In Poisson distribution mean is equal toa)npqb)npc)square root mpd)squ...
Poisson Distribution and its Mean
The Poisson distribution is a discrete probability distribution that expresses the probability of a given number of events occurring in a fixed interval of time or space. It is commonly used to model events that occur randomly and independently over a fixed interval, such as the number of customers arriving at a store or the number of phone calls received in a call center.
The mean of a Poisson distribution, denoted by λ (lambda), represents the average number of events that occur in the given interval. It is a measure of central tendency and characterizes the distribution.
Formula for the Mean of a Poisson Distribution
The mean of a Poisson distribution is given by the formula:
µ = λ
Where:
- µ represents the mean of the distribution
- λ represents the average number of events per interval
Explanation of the Correct Answer (Option B)
The correct answer to the given question is option B: np.
In a Poisson distribution, the parameter λ represents the average number of events per interval. The mean of the distribution is equal to this parameter λ.
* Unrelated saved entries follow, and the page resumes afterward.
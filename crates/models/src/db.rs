//! Connection pool setup.
//!
//! The pool is built once at startup and handed to every request through the
//! router state; nothing here is global.
use std::time::Duration;

use sea_orm::{ConnectOptions, ConnectionTrait, Database, DatabaseConnection, DbErr};
use log::LevelFilter;
use tracing::info;

#[derive(Debug, Clone)]
pub struct DatabaseConfig {
    pub url: String,
    pub max_connections: u32,
    pub min_connections: u32,
    pub connect_timeout: Duration,
    pub acquire_timeout: Duration,
    pub idle_timeout: Duration,
    pub max_lifetime: Duration,
    pub sqlx_logging: bool,
}

impl Default for DatabaseConfig {
    fn default() -> Self {
        Self::from(&configs::DatabaseConfig::default())
    }
}

impl From<&configs::DatabaseConfig> for DatabaseConfig {
    fn from(cfg: &configs::DatabaseConfig) -> Self {
        Self {
            url: cfg.url.clone(),
            max_connections: cfg.max_connections,
            min_connections: cfg.min_connections,
            connect_timeout: Duration::from_secs(cfg.connect_timeout_secs),
            acquire_timeout: Duration::from_secs(cfg.acquire_timeout_secs),
            idle_timeout: Duration::from_secs(cfg.idle_timeout_secs),
            max_lifetime: Duration::from_secs(cfg.max_lifetime_secs),
            sqlx_logging: cfg.sqlx_logging,
        }
    }
}

impl DatabaseConfig {
    /// Single-connection in-memory SQLite, used by tests and local experiments.
    pub fn in_memory() -> Self {
        Self {
            url: "sqlite::memory:".to_string(),
            max_connections: 1,
            min_connections: 1,
            ..Self::default()
        }
    }

    fn connect_options(&self) -> ConnectOptions {
        let mut opt = ConnectOptions::new(self.url.clone());
        opt.max_connections(self.max_connections)
            .min_connections(self.min_connections)
            .connect_timeout(self.connect_timeout)
            .acquire_timeout(self.acquire_timeout)
            .idle_timeout(self.idle_timeout)
            .max_lifetime(self.max_lifetime)
            .sqlx_logging(self.sqlx_logging)
            .sqlx_logging_level(LevelFilter::Debug);
        opt
    }
}

pub async fn connect_with_config(cfg: &DatabaseConfig) -> Result<DatabaseConnection, DbErr> {
    let db = Database::connect(cfg.connect_options()).await?;
    info!(
        backend = ?db.get_database_backend(),
        max_connections = cfg.max_connections,
        "database pool ready"
    );
    Ok(db)
}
To calculate the mean of a Poisson distribution, we can use the formula µ = λ. In this formula, λ represents the average number of events per interval.
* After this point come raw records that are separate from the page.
//! Client renovation projects. Payments and the timeline are embedded JSON arrays.
use sea_orm::{entity::prelude::*, Set};
use serde::{Deserialize, Serialize};

use crate::errors::ModelError;
use crate::localized::{from_json, from_json_opt, to_json, to_json_opt, LocalizedText};
use crate::resource::{require_id, BatchPolicy, IdStrategy, Resource};

#[derive(Clone, Debug, PartialEq, DeriveEntityModel)]
#[sea_orm(table_name = "projects")]
pub struct Model {
    #[sea_orm(primary_key, auto_increment = false)]
    pub id: String,
    pub client_name: Json,
    pub address: Option<Json>,
    pub phone: Option<String>,
    pub total_estimate: Option<f64>,
    pub start_date: Option<String>,
    pub deadline: Option<String>,
    pub status: Option<String>,
    pub current_stage: Option<Json>,
    pub contract_number: Option<String>,
    pub telegram_id: Option<String>,
    pub stage: Option<Json>,
    pub forecast: Option<Json>,
    pub finance: Option<Json>,
    pub payments: Option<Json>,
    pub timeline: Option<Json>,
}

#[derive(Copy, Clone, Debug, EnumIter)]
pub enum Relation {}

impl RelationTrait for Relation {
    fn def(&self) -> RelationDef { match *self {} }
}

impl ActiveModelBehavior for ActiveModel {}

/// Wire shape of a project. Nested collections (`payments`, `timeline`,
/// `finance`) are opaque: only their outer shape is checked.
#[derive(Clone, Debug, PartialEq, Serialize, Deserialize)]
#[serde(rename_all = "camelCase", deny_unknown_fields)]
pub struct Project {
    pub id: String,
    pub client_name: LocalizedText,
    #[serde(default)]
    pub address: Option<LocalizedText>,
    #[serde(default)]
    pub phone: Option<String>,
    #[serde(default)]
    pub total_estimate: Option<f64>,
    #[serde(default)]
    pub start_date: Option<String>,
    #[serde(default)]
    pub deadline: Option<String>,
    #[serde(default)]
    pub status: Option<String>,
    #[serde(default)]
    pub current_stage: Option<LocalizedText>,
    #[serde(default)]
    pub contract_number: Option<String>,
    #[serde(default)]
    pub telegram_id: Option<String>,
    #[serde(default)]
    pub stage: Option<LocalizedText>,
    #[serde(default)]
    pub forecast: Option<Json>,
    #[serde(default)]
    pub finance: Option<serde_json::Map<String, Json>>,
    #[serde(default)]
    pub payments: Option<Vec<Json>>,
    #[serde(default)]
    pub timeline: Option<Vec<Json>>,
}

impl Resource for Entity {
    type Record = Project;

    const NAME: &'static str = "projects";
    const LABEL: &'static str = "Projects";
    const BATCH_POLICY: BatchPolicy = BatchPolicy::DestructiveReplace;
    const ID_STRATEGY: IdStrategy = IdStrategy::CallerSupplied;

    fn into_active_model(r: Project) -> Result<ActiveModel, ModelError> {
        Ok(ActiveModel {
            id: Set(require_id(r.id)?),
            client_name: Set(to_json("clientName", &r.client_name)?),
            address: Set(to_json_opt("address", r.address.as_ref())?),
            phone: Set(r.phone),
            total_estimate: Set(r.total_estimate),
            start_date: Set(r.start_date),
            deadline: Set(r.deadline),
            status: Set(r.status),
            current_stage: Set(to_json_opt("currentStage", r.current_stage.as_ref())?),
            contract_number: Set(r.contract_number),
            telegram_id: Set(r.telegram_id),
            stage: Set(to_json_opt("stage", r.stage.as_ref())?),
            forecast: Set(r.forecast.filter(|v| !v.is_null())),
            finance: Set(r.finance.map(Json::Object)),
            payments: Set(r.payments.map(Json::Array)),
            timeline: Set(r.timeline.map(Json::Array)),
        })
    }

    fn to_record(m: Model) -> Result<Project, ModelError> {
        Ok(Project {
            id: m.id,
            client_name: from_json("clientName", m.client_name)?,
            address: from_json_opt("address", m.address)?,
            phone: m.phone,
            total_estimate: m.total_estimate,
            start_date: m.start_date,
            deadline: m.deadline,
            status: m.status,
            current_stage: from_json_opt("currentStage", m.current_stage)?,
            contract_number: m.contract_number,
            telegram_id: m.telegram_id,
            stage: from_json_opt("stage", m.stage)?,
            forecast: m.forecast.filter(|v| !v.is_null()),
            finance: from_json_opt("finance", m.finance)?,
            payments: from_json_opt("payments", m.payments)?,
            timeline: from_json_opt("timeline", m.timeline)?,
        })
    }
}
In the context of the Poisson distribution, the parameter λ is often defined as the product of the average number of events per unit of time (or space) and the length of the interval. It can be represented as λ = np, where n is the number of units of time (or space) and p is the average number of events per unit of time (or space).
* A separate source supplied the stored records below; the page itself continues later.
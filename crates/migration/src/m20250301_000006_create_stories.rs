//! Create `stories` table.
use sea_orm_migration::{prelude::*, schema::*};

#[derive(DeriveMigrationName)]
pub struct Migration;

#[async_trait::async_trait]
impl MigrationTrait for Migration {
    async fn up(&self, manager: &SchemaManager) -> Result<(), DbErr> {
        manager
            .create_table(
                Table::create()
                    .table(Stories::Table)
                    .if_not_exists()
                    .col(string(Stories::Id).primary_key())
                    .col(string_null(Stories::Category))
                    .col(string_null(Stories::ImageUrl))
                    .col(json_null(Stories::Title))
                    .col(string_null(Stories::VideoUrl))
                    .to_owned(),
            )
            .await
    }

    async fn down(&self, manager: &SchemaManager) -> Result<(), DbErr> {
        manager.drop_table(Table::drop().table(Stories::Table).to_owned()).await
    }
}

#[derive(DeriveIden)]
enum Stories { Table, Id, Category, ImageUrl, Title, VideoUrl }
Substituting λ = np into the formula for the mean, we have:
µ = np
Therefore, the mean of a Poisson distribution is equal to np, which corresponds to option B.
Conclusion
In summary, the mean of a Poisson distribution is equal to np, where n represents the number of units of time (or space) and p represents the average number of events per unit of time (or space). This formula allows us to calculate the mean of a Poisson distribution and understand the average number of events occurring in a given interval.